Sequence analysis showed that isolates WN-0233 (GenBank Accession Number AF375043) and WN-0304 (GenBank Accession Number AF375045) had identical sequences over 1,648 nt and isolates WN-0043 (GenBank Accession Number AF375042) and WN-0247 (GenBank Accession Number AF375044) differed by only 1 nt. Such high homology is similar to results reported by Lanciotti et al., who also described identical WN virus sequences from brain samples from two patients (14). WN-0247 differed from WN-0304 by 50 (3%) of 1,648 nts or 25 (2.9%) of 855 nt for the partial E gene sequence. Most differences in the E gene were in the third position of the codon (21 of 25); all of these were synonymous. All four differences in the first and second codon positions encoded different amino acids when isolate WN-0247 was compared with isolate WN-0304.
A 255-nt fragment of the WN virus E gene has previously been used for phylogenetic studies (15-17). A search of the EMBL/GenBank database using the equivalent fragment of the Israeli outbreak isolates indicated that isolates WN-0043 and WN-0247 were identical to WN-flamingo-NY99, while isolates WN-0233 and WN-0304 were most closely related to the WN-Romania-97 isolate AF130362 (3-nt difference, 1.2%) and less closely related to the WN-flamingo-Y99 (9-nt difference, 3.5%).

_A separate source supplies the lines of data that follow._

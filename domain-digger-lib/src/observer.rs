//! Run progress notifications.
//!
//! The scheduler reports every counter and statistic change through a
//! [`RunObserver`] supplied by the caller. Callbacks run on the scheduler's
//! tasks, after internal locks are released, so they may call back into the
//! scheduler (e.g. `stop()` from a finished handler).

use std::fmt;
use tokio::sync::mpsc;

use crate::stats::ms_to_human_time;
use crate::types::{ResultsTable, StatusCategory};

/// A single named statistic change.
#[derive(Debug, Clone, PartialEq)]
pub enum StatusUpdate {
    DomainsTotal(usize),
    DomainsSent(usize),
    DomainsWaiting(usize),
    DomainsProcessed(usize),
    /// Elapsed run time in milliseconds
    TimeCurrent(u64),
    /// Estimated time left in milliseconds
    TimeRemaining(u64),
    ReqTimesMinimum(f64),
    ReqTimesMaximum(f64),
    ReqTimesLast(f64),
    ReqTimesAverage(f64),
    Status {
        category: StatusCategory,
        count: usize,
        /// Share of the queue total, one decimal
        percent: f64,
    },
    LastStatus {
        category: StatusCategory,
        domain: String,
    },
    Finished,
}

impl StatusUpdate {
    /// Dotted stat name, e.g. `domains.sent` or `laststatus.error`.
    pub fn name(&self) -> &'static str {
        match self {
            Self::DomainsTotal(_) => "domains.total",
            Self::DomainsSent(_) => "domains.sent",
            Self::DomainsWaiting(_) => "domains.waiting",
            Self::DomainsProcessed(_) => "domains.processed",
            Self::TimeCurrent(_) => "time.current",
            Self::TimeRemaining(_) => "time.remaining",
            Self::ReqTimesMinimum(_) => "reqtimes.minimum",
            Self::ReqTimesMaximum(_) => "reqtimes.maximum",
            Self::ReqTimesLast(_) => "reqtimes.last",
            Self::ReqTimesAverage(_) => "reqtimes.average",
            Self::Status { category, .. } => match category {
                StatusCategory::Available => "status.available",
                StatusCategory::Unavailable => "status.unavailable",
                StatusCategory::Error => "status.error",
            },
            Self::LastStatus { category, .. } => match category {
                StatusCategory::Available => "laststatus.available",
                StatusCategory::Unavailable => "laststatus.unavailable",
                StatusCategory::Error => "laststatus.error",
            },
            Self::Finished => "finished",
        }
    }

    /// Display value; times are rendered human readable.
    pub fn value(&self) -> String {
        match self {
            Self::DomainsTotal(n)
            | Self::DomainsSent(n)
            | Self::DomainsWaiting(n)
            | Self::DomainsProcessed(n) => n.to_string(),
            Self::TimeCurrent(ms) | Self::TimeRemaining(ms) => ms_to_human_time(*ms),
            Self::ReqTimesMinimum(ms)
            | Self::ReqTimesMaximum(ms)
            | Self::ReqTimesLast(ms)
            | Self::ReqTimesAverage(ms) => format!("{:.2}ms", ms),
            Self::Status { count, percent, .. } => format!("{} ({}%)", count, percent),
            Self::LastStatus { domain, .. } => domain.clone(),
            Self::Finished => String::new(),
        }
    }
}

impl fmt::Display for StatusUpdate {
    fn fmt(&self, f: &mut fmt::Formatter<'_>) -> fmt::Result {
        match self {
            Self::Finished => write!(f, "{}", self.name()),
            _ => write!(f, "{} {}", self.name(), self.value()),
        }
    }
}

/// Receives run progress.
pub trait RunObserver: Send + Sync {
    fn on_status_update(&self, update: StatusUpdate);

    /// Called once per completed or stopped run.
    fn on_results_ready(&self, results: &ResultsTable);
}

/// Discards everything.
#[derive(Debug, Default, Clone, Copy)]
pub struct NullObserver;

impl RunObserver for NullObserver {
    fn on_status_update(&self, _update: StatusUpdate) {}

    fn on_results_ready(&self, _results: &ResultsTable) {}
}

/// Event forwarded by [`ChannelObserver`].
#[derive(Debug, Clone)]
pub enum RunEvent {
    Status(StatusUpdate),
    Results(ResultsTable),
}

/// Forwards every callback into an unbounded channel.
#[derive(Debug, Clone)]
pub struct ChannelObserver {
    tx: mpsc::UnboundedSender<RunEvent>,
}

impl ChannelObserver {
    pub fn new() -> (Self, mpsc::UnboundedReceiver<RunEvent>) {
        let (tx, rx) = mpsc::unbounded_channel();
        (Self { tx }, rx)
    }
}

impl RunObserver for ChannelObserver {
    fn on_status_update(&self, update: StatusUpdate) {
        // A dropped receiver just means nobody is listening any more
        let _ = self.tx.send(RunEvent::Status(update));
    }

    fn on_results_ready(&self, results: &ResultsTable) {
        let _ = self.tx.send(RunEvent::Results(results.clone()));
    }
}
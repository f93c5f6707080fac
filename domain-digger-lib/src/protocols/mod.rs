//! Wire protocols used by the lookup transport.

/// NS lookups for DNS mode
pub mod dns;

/// RDAP over HTTP(S)
pub mod rdap;

/// SOCKS5 tunnelling for WHOIS
pub mod socks;

/// WHOIS over TCP/43 with referral following
pub mod whois;

pub use dns::{DnsClient, DnsOutcome};
pub use rdap::{RdapClient, RdapOptions, RdapReply};
pub use whois::{WhoisClient, WhoisOptions};
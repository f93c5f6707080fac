//! Core data types for bulk lookups.
//!
//! Tasks produced by the planner, verdicts produced by the classifier and the
//! rows collected into the results table all live here.

use serde::{Deserialize, Serialize, Serializer};
use std::collections::BTreeMap;
use std::fmt;
use std::str::FromStr;

use crate::error::DiggerError;

/// Which service a run queries.
#[derive(Debug, Clone, Copy, PartialEq, Eq, Hash, Serialize, Deserialize, Default)]
#[serde(rename_all = "lowercase")]
pub enum LookupKind {
    /// Port-43 WHOIS with referral following
    #[default]
    Whois,
    /// NS record lookup; NXDOMAIN means available
    Dns,
    /// RDAP over HTTPS
    Rdap,
}

impl LookupKind {
    pub fn as_str(&self) -> &'static str {
        match self {
            Self::Whois => "whois",
            Self::Dns => "dns",
            Self::Rdap => "rdap",
        }
    }
}

impl fmt::Display for LookupKind {
    fn fmt(&self, f: &mut fmt::Formatter<'_>) -> fmt::Result {
        f.write_str(self.as_str())
    }
}

impl FromStr for LookupKind {
    type Err = DiggerError;

    fn from_str(s: &str) -> Result<Self, Self::Err> {
        match s.trim().to_lowercase().as_str() {
            "whois" => Ok(Self::Whois),
            "dns" => Ok(Self::Dns),
            "rdap" => Ok(Self::Rdap),
            other => Err(DiggerError::config(format!(
                "Unknown lookup type '{}'. Use whois, dns or rdap",
                other
            ))),
        }
    }
}

/// One scheduled lookup: a single (domain, TLD) pair with its pacing.
///
/// Created once when the schedule is built and read-only afterwards.
#[derive(Debug, Clone, PartialEq, Eq)]
pub struct LookupTask {
    /// Fully qualified name, e.g. `example.com`
    pub domain: String,
    /// Position in the compiled queue (0-based)
    pub index: usize,
    /// Delay from the schedule anchor until dispatch, cumulative over prior tasks
    pub dispatch_offset_ms: u64,
    /// Maximum number of WHOIS referrals to follow
    pub follow_depth: u32,
    /// Per-request timeout
    pub timeout_ms: u64,
}

/// Why a reply could not be turned into a verdict.
#[derive(Debug, Clone, Copy, PartialEq, Eq, Hash, Serialize, Deserialize)]
#[serde(rename_all = "lowercase")]
pub enum ErrorKind {
    NoContent,
    Unauthorized,
    RateLimiting,
    Unretrievable,
    Forbidden,
    ReservedByRegulator,
    Unregistrable,
    ReplyError,
    Unparsable,
}

impl ErrorKind {
    pub fn as_str(&self) -> &'static str {
        match self {
            Self::NoContent => "nocontent",
            Self::Unauthorized => "unauthorized",
            Self::RateLimiting => "ratelimiting",
            Self::Unretrievable => "unretrievable",
            Self::Forbidden => "forbidden",
            Self::ReservedByRegulator => "reservedbyregulator",
            Self::Unregistrable => "unregistrable",
            Self::ReplyError => "replyerror",
            Self::Unparsable => "unparsable",
        }
    }
}

/// Tri-state verdict for a single reply.
#[derive(Debug, Clone, Copy, PartialEq, Eq, Hash)]
pub enum Classification {
    Available,
    Unavailable,
    Error(ErrorKind),
}

impl Classification {
    pub fn is_available(&self) -> bool {
        matches!(self, Self::Available)
    }

    pub fn is_error(&self) -> bool {
        matches!(self, Self::Error(_))
    }

    /// Bucket used by the aggregate counters; every error subtype shares one.
    pub fn category(&self) -> StatusCategory {
        match self {
            Self::Available => StatusCategory::Available,
            Self::Unavailable => StatusCategory::Unavailable,
            Self::Error(_) => StatusCategory::Error,
        }
    }
}

impl fmt::Display for Classification {
    fn fmt(&self, f: &mut fmt::Formatter<'_>) -> fmt::Result {
        match self {
            Self::Available => f.write_str("available"),
            Self::Unavailable => f.write_str("unavailable"),
            Self::Error(kind) => write!(f, "error:{}", kind.as_str()),
        }
    }
}

impl Serialize for Classification {
    fn serialize<S: Serializer>(&self, serializer: S) -> Result<S::Ok, S::Error> {
        serializer.collect_str(self)
    }
}

/// Counter bucket for a classification.
#[derive(Debug, Clone, Copy, PartialEq, Eq, Hash, Serialize)]
#[serde(rename_all = "lowercase")]
pub enum StatusCategory {
    Available,
    Unavailable,
    Error,
}

impl StatusCategory {
    pub fn as_str(&self) -> &'static str {
        match self {
            Self::Available => "available",
            Self::Unavailable => "unavailable",
            Self::Error => "error",
        }
    }
}

/// One completed lookup in the results table.
#[derive(Debug, Clone, Serialize)]
pub struct ResultRow {
    /// 1-based position in the queue
    pub id: usize,
    pub domain: String,
    pub status: Classification,
    #[serde(skip_serializing_if = "Option::is_none")]
    pub registrar: Option<String>,
    #[serde(skip_serializing_if = "Option::is_none")]
    pub company: Option<String>,
    #[serde(skip_serializing_if = "Option::is_none")]
    pub creation_date: Option<String>,
    #[serde(skip_serializing_if = "Option::is_none")]
    pub update_date: Option<String>,
    #[serde(skip_serializing_if = "Option::is_none")]
    pub expiry_date: Option<String>,
    /// Raw reply text (or the transport error text)
    pub reply: String,
    /// Key/value fields parsed out of the reply
    pub fields: BTreeMap<String, String>,
    /// Round-trip time in milliseconds
    pub request_time_ms: f64,
}

/// Results indexed by queue position.
///
/// Rows arrive out of order; unfinished slots stay empty.
#[derive(Debug, Clone, Default)]
pub struct ResultsTable {
    slots: Vec<Option<ResultRow>>,
}

impl ResultsTable {
    /// Create a table with room for `capacity` rows.
    pub fn with_capacity(capacity: usize) -> Self {
        Self {
            slots: vec![None; capacity],
        }
    }

    /// Store a row at its queue index, growing the table if needed.
    pub fn insert(&mut self, index: usize, row: ResultRow) {
        if index >= self.slots.len() {
            self.slots.resize(index + 1, None);
        }
        self.slots[index] = Some(row);
    }

    pub fn get(&self, index: usize) -> Option<&ResultRow> {
        self.slots.get(index).and_then(|slot| slot.as_ref())
    }

    /// Completed rows in queue order.
    pub fn rows(&self) -> impl Iterator<Item = &ResultRow> {
        self.slots.iter().flatten()
    }

    /// Number of completed rows.
    pub fn completed(&self) -> usize {
        self.rows().count()
    }

    pub fn capacity(&self) -> usize {
        self.slots.len()
    }

    pub fn is_empty(&self) -> bool {
        self.completed() == 0
    }
}

impl Serialize for ResultsTable {
    fn serialize<S: Serializer>(&self, serializer: S) -> Result<S::Ok, S::Error> {
        serializer.collect_seq(self.rows())
    }
}

#[cfg(test)]
mod tests {
    use super::*;

    fn row(id: usize, domain: &str, status: Classification) -> ResultRow {
        ResultRow {
            id,
            domain: domain.to_string(),
            status,
            registrar: None,
            company: None,
            creation_date: None,
            update_date: None,
            expiry_date: None,
            reply: String::new(),
            fields: BTreeMap::new(),
            request_time_ms: 1.5,
        }
    }

    #[test]
    fn test_classification_display() {
        assert_eq!(Classification::Available.to_string(), "available");
        assert_eq!(
            Classification::Error(ErrorKind::ReservedByRegulator).to_string(),
            "error:reservedbyregulator"
        );
        assert_eq!(
            Classification::Error(ErrorKind::RateLimiting).category(),
            StatusCategory::Error
        );
    }

    #[test]
    fn test_lookup_kind_parse() {
        assert_eq!("DNS".parse::<LookupKind>().unwrap(), LookupKind::Dns);
        assert_eq!(" rdap ".parse::<LookupKind>().unwrap(), LookupKind::Rdap);
        assert!("ftp".parse::<LookupKind>().is_err());
    }

    #[test]
    fn test_results_table_out_of_order() {
        let mut table = ResultsTable::with_capacity(3);
        table.insert(2, row(3, "c.com", Classification::Unavailable));
        table.insert(0, row(1, "a.com", Classification::Available));

        assert_eq!(table.completed(), 2);
        assert!(table.get(1).is_none());
        let domains: Vec<_> = table.rows().map(|r| r.domain.as_str()).collect();
        assert_eq!(domains, vec!["a.com", "c.com"]);

        let json = serde_json::to_value(&table).unwrap();
        assert_eq!(json.as_array().unwrap().len(), 2);
        assert_eq!(json[0]["status"], "available");
    }
}
//! Domain Digger CLI Application
//!
//! Pairs words with TLDs, looks every name up over WHOIS, DNS or RDAP at a
//! paced interval and reports which ones are free.

mod ui;

use clap::builder::styling::{AnsiColor, Effects, Styles};
use clap::Parser;
use console::Term;
use domain_digger_lib::{
    load_env_config, parse_duration_ms, BulkScheduler, ChannelObserver, ConfigManager, DiggerError,
    EnvConfig, LookupKind, LookupSettings, ProxyEntry, ProxyMode, RunEvent, SchedulerState,
};
use std::io::BufRead;
use std::path::PathBuf;
use std::process;
use std::sync::Arc;
use tracing::{debug, info};
use tracing_subscriber::EnvFilter;

const STYLES: Styles = Styles::styled()
    .header(AnsiColor::Yellow.on_default().effects(Effects::BOLD))
    .usage(AnsiColor::Yellow.on_default().effects(Effects::BOLD))
    .literal(AnsiColor::Green.on_default().effects(Effects::BOLD))
    .placeholder(AnsiColor::Cyan.on_default());

const DEFAULT_TLD: &str = "com";

/// CLI arguments for domain-digger
#[derive(Parser, Debug)]
#[command(name = "domain-digger")]
#[command(version = env!("CARGO_PKG_VERSION"))]
#[command(about = "Bulk domain availability checks over WHOIS, DNS or RDAP")]
#[command(
    long_about = "Bulk domain availability checks over WHOIS, DNS or RDAP.\n\nEvery word is paired with every TLD and looked up at a paced, optionally randomized interval, optionally through rotating SOCKS5 proxies."
)]
#[command(styles = STYLES)]
pub struct Args {
    /// Words to check (paired with every TLD)
    #[arg(value_name = "DOMAINS", help_heading = "Domain Selection")]
    pub domains: Vec<String>,

    /// TLDs to pair with (comma-separated or multiple -t flags)
    #[arg(short = 't', long = "tld", value_name = "TLD", value_delimiter = ',', action = clap::ArgAction::Append, help_heading = "Domain Selection")]
    pub tlds: Option<Vec<String>>,

    /// Word list file (one per line, # comments allowed)
    #[arg(
        short = 'f',
        long = "file",
        value_name = "FILE",
        help_heading = "Domain Selection"
    )]
    pub file: Option<String>,

    /// Lookup service: whois, dns or rdap
    #[arg(long = "type", value_name = "TYPE", help_heading = "Lookup")]
    pub lookup_type: Option<String>,

    /// SOCKS5 proxy, host:port or user:pass@host:port (repeatable)
    #[arg(long = "proxy", value_name = "ENTRY", action = clap::ArgAction::Append, help_heading = "Lookup")]
    pub proxies: Option<Vec<String>>,

    /// Max in-flight lookups (0 = unbounded)
    #[arg(short = 'c', long = "concurrency", help_heading = "Pacing")]
    pub concurrency: Option<usize>,

    /// Delay between dispatches, e.g. 1500, 1500ms, 2s
    #[arg(long = "time-between", value_name = "DURATION", help_heading = "Pacing")]
    pub time_between: Option<String>,

    /// Per-request timeout, e.g. 2500ms, 3s
    #[arg(long = "timeout", value_name = "DURATION", help_heading = "Pacing")]
    pub timeout: Option<String>,

    /// Use specific config file instead of automatic discovery
    #[arg(long = "config", value_name = "FILE", help_heading = "Configuration")]
    pub config: Option<String>,

    /// Naive Bayes model file used before the rule table
    #[arg(long = "model", value_name = "FILE", help_heading = "Configuration")]
    pub model: Option<String>,

    /// Output results in JSON format
    #[arg(short = 'j', long = "json", help_heading = "Output Format")]
    pub json: bool,

    /// Verbose logging
    #[arg(short = 'v', long = "verbose", help_heading = "Output Format")]
    pub verbose: bool,
}

#[tokio::main]
async fn main() {
    let args = Args::parse();

    if let Err(e) = validate_args(&args) {
        eprintln!("Error: {}", e);
        process::exit(1);
    }

    init_tracing(args.verbose);

    if let Err(e) = run(args).await {
        eprintln!("Error: {}", e);
        process::exit(1);
    }
}

/// Log to stderr; `RUST_LOG` wins over the `-v` default.
fn init_tracing(verbose: bool) {
    let default = if verbose { "debug" } else { "warn" };
    let filter = EnvFilter::try_from_default_env().unwrap_or_else(|_| EnvFilter::new(default));
    let _ = tracing_subscriber::fmt()
        .with_env_filter(filter)
        .with_writer(std::io::stderr)
        .with_target(false)
        .try_init();
}

/// Validate command line arguments
fn validate_args(args: &Args) -> Result<(), String> {
    if args.domains.is_empty() && args.file.is_none() {
        return Err("You must specify words to check or a word list with --file".to_string());
    }

    if let Some(kind) = &args.lookup_type {
        kind.parse::<LookupKind>().map_err(|e| e.to_string())?;
    }

    if let Some(tlds) = &args.tlds {
        if tlds.iter().all(|t| t.trim().is_empty()) {
            return Err("--tld needs at least one TLD".to_string());
        }
    }

    if let Some(concurrency) = args.concurrency {
        if concurrency > 1000 {
            return Err("Concurrency must be between 0 (unbounded) and 1000".to_string());
        }
    }

    if let Some(value) = &args.time_between {
        parse_duration_ms(value).ok_or_else(|| {
            format!(
                "Invalid --time-between '{}'. Use a format like '1500', '1500ms' or '2s'",
                value
            )
        })?;
    }

    if let Some(value) = &args.timeout {
        match parse_duration_ms(value) {
            Some(ms) if ms > 0 => {}
            _ => {
                return Err(format!(
                    "Invalid --timeout '{}'. Use a format like '2500ms' or '3s'",
                    value
                ))
            }
        }
    }

    Ok(())
}

async fn run(args: Args) -> Result<(), Box<dyn std::error::Error>> {
    let env_config = load_env_config();
    let settings = Arc::new(build_settings(&args, &env_config)?);

    let words = collect_words(&args)?;
    let tlds = resolve_tlds(&args, &env_config);
    debug!(words = words.len(), tlds = tlds.len(), "resolved inputs");

    let (observer, mut events) = ChannelObserver::new();
    let scheduler = BulkScheduler::from_settings(settings, Arc::new(observer))?;

    let show_progress = !args.json && Term::stderr().is_term();
    let progress_task = tokio::spawn(async move {
        let term = Term::stderr();
        let mut progress = ui::Progress::default();
        while let Some(event) = events.recv().await {
            if let RunEvent::Status(update) = event {
                if progress.apply(&update) && show_progress {
                    progress.draw(&term);
                }
                if progress.finished {
                    break;
                }
            }
        }
        if show_progress {
            let _ = term.clear_line();
        }
    });

    let total = scheduler.start(&words, &tlds)?;
    info!(total, "run started");

    let interrupted = tokio::select! {
        state = scheduler.wait() => state == SchedulerState::Stopped,
        _ = tokio::signal::ctrl_c() => interrupt(&scheduler)?,
    };

    let _ = progress_task.await;

    let results = scheduler.results();
    if args.json {
        println!("{}", serde_json::to_string_pretty(&results)?);
    } else {
        let (elapsed_ms, _) = scheduler.clock();
        ui::print_results(&results, args.verbose);
        println!();
        ui::print_summary(total, &scheduler.stats(), elapsed_ms, interrupted);
    }

    Ok(())
}

/// Stop the run on Ctrl-C, returning whether it was cut short.
///
/// A run that finished while the signal was being handled still counts as
/// complete.
fn interrupt(scheduler: &BulkScheduler) -> Result<bool, DiggerError> {
    match scheduler.stop() {
        Ok(()) => Ok(true),
        Err(_) if scheduler.state() == SchedulerState::Finished => {
            debug!("run finished before the interrupt was handled");
            Ok(false)
        }
        Err(e) => Err(e),
    }
}

/// Settings with precedence CLI > environment > config files > defaults.
fn build_settings(
    args: &Args,
    env_config: &EnvConfig,
) -> Result<LookupSettings, Box<dyn std::error::Error>> {
    let config_manager = ConfigManager::new(args.verbose);
    let mut settings = match &args.config {
        Some(path) => config_manager.load_file(path)?,
        None => config_manager.discover_and_load()?,
    };

    env_config.apply(&mut settings);
    apply_cli_args(args, &mut settings)?;

    settings.validate()?;
    Ok(settings)
}

fn apply_cli_args(
    args: &Args,
    settings: &mut LookupSettings,
) -> Result<(), Box<dyn std::error::Error>> {
    if let Some(kind) = &args.lookup_type {
        settings.general.lookup_type = kind.parse()?;
    }
    if let Some(concurrency) = args.concurrency {
        settings.general.concurrency = concurrency;
    }
    if let Some(ms) = args.time_between.as_deref().and_then(parse_duration_ms) {
        settings.general.time_between_ms = ms;
    }
    if let Some(ms) = args.timeout.as_deref().and_then(parse_duration_ms) {
        settings.general.timeout_ms = ms;
    }
    if let Some(proxies) = &args.proxies {
        settings.proxy.enable = true;
        settings.proxy.mode = ProxyMode::Multi;
        settings.proxy.list = proxies.iter().map(|p| ProxyEntry::Plain(p.clone())).collect();
    }
    if let Some(model) = &args.model {
        settings.model.enabled = true;
        settings.model.path = Some(PathBuf::from(model));
    }
    Ok(())
}

fn collect_words(args: &Args) -> Result<Vec<String>, Box<dyn std::error::Error>> {
    let mut words: Vec<String> = args
        .domains
        .iter()
        .map(|d| d.trim().to_string())
        .filter(|d| !d.is_empty())
        .collect();

    if let Some(path) = &args.file {
        words.extend(read_words_from_file(path)?);
    }

    if words.is_empty() {
        return Err("No words to check".into());
    }
    Ok(words)
}

/// TLDs from `-t`, then `DD_TLDS`, then `com`. Leading dots are stripped.
fn resolve_tlds(args: &Args, env_config: &EnvConfig) -> Vec<String> {
    let source = args
        .tlds
        .clone()
        .or_else(|| env_config.tlds.clone())
        .unwrap_or_else(|| vec![DEFAULT_TLD.to_string()]);

    source
        .iter()
        .map(|t| t.trim().trim_start_matches('.').to_lowercase())
        .filter(|t| !t.is_empty())
        .collect()
}

fn read_words_from_file(file_path: &str) -> Result<Vec<String>, Box<dyn std::error::Error>> {
    let file = std::fs::File::open(file_path)
        .map_err(|e| format!("Cannot open word list {}: {}", file_path, e))?;
    parse_word_list(std::io::BufReader::new(file))
}

/// One word per line; blank lines and `#` comments are skipped.
fn parse_word_list<R: BufRead>(reader: R) -> Result<Vec<String>, Box<dyn std::error::Error>> {
    let mut words = Vec::new();
    for line in reader.lines() {
        let line = line?;
        let word = line.split('#').next().unwrap_or("").trim();
        if !word.is_empty() {
            words.push(word.to_string());
        }
    }
    Ok(words)
}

A similar search, using a 1,648-nt fragment encoding the preM, M, and part of the 5' E gene, allowed the construction of a more detailed phylogenetic comparison (Figure). As with the 255-nt fragment, WN-0043 and WN-0247 were closest to WN-flamingo-NY99 (AF196835, 99.7% homology), while WN-0233 and WN-0304 most closely resembled a 1997 isolate from Romania (AF130362, 98.4% homology). Phylogenetic analysis showed that two lineages of WN virus circulate in Israel. The first is similar to the WN virus isolates from mosquito, horse, and flamingo during the 1999 NY outbreak. The other lineage is similar to the virus isolated from a mosquito pool during the 1997 Romanian outbreak and to the nucleotide sequences reported from the Russian outbreak in 1999. These two lineages isolated in Israel in the 2000 outbreak differ from the WN sequences obtained in 1996 from Romania (11).
Our sequence analysis shows that at least two lineages of WN virus infected the human population in Israel in 2000. Virus lineage and severity of symptoms were not clearly correlated, although more human isolates would be necessary to confirm this finding. More than one lineage can be found in areas where a virus is endemic and has been circulating for extended periods. More studies, using archived materials, are necessary to determine if there were more than two co-circulating lineages. Yet to be determined is whether changes in the virus genome resulted in a more virulent strain, which caused the high rates of illness and death during the 2000 Israeli outbreak.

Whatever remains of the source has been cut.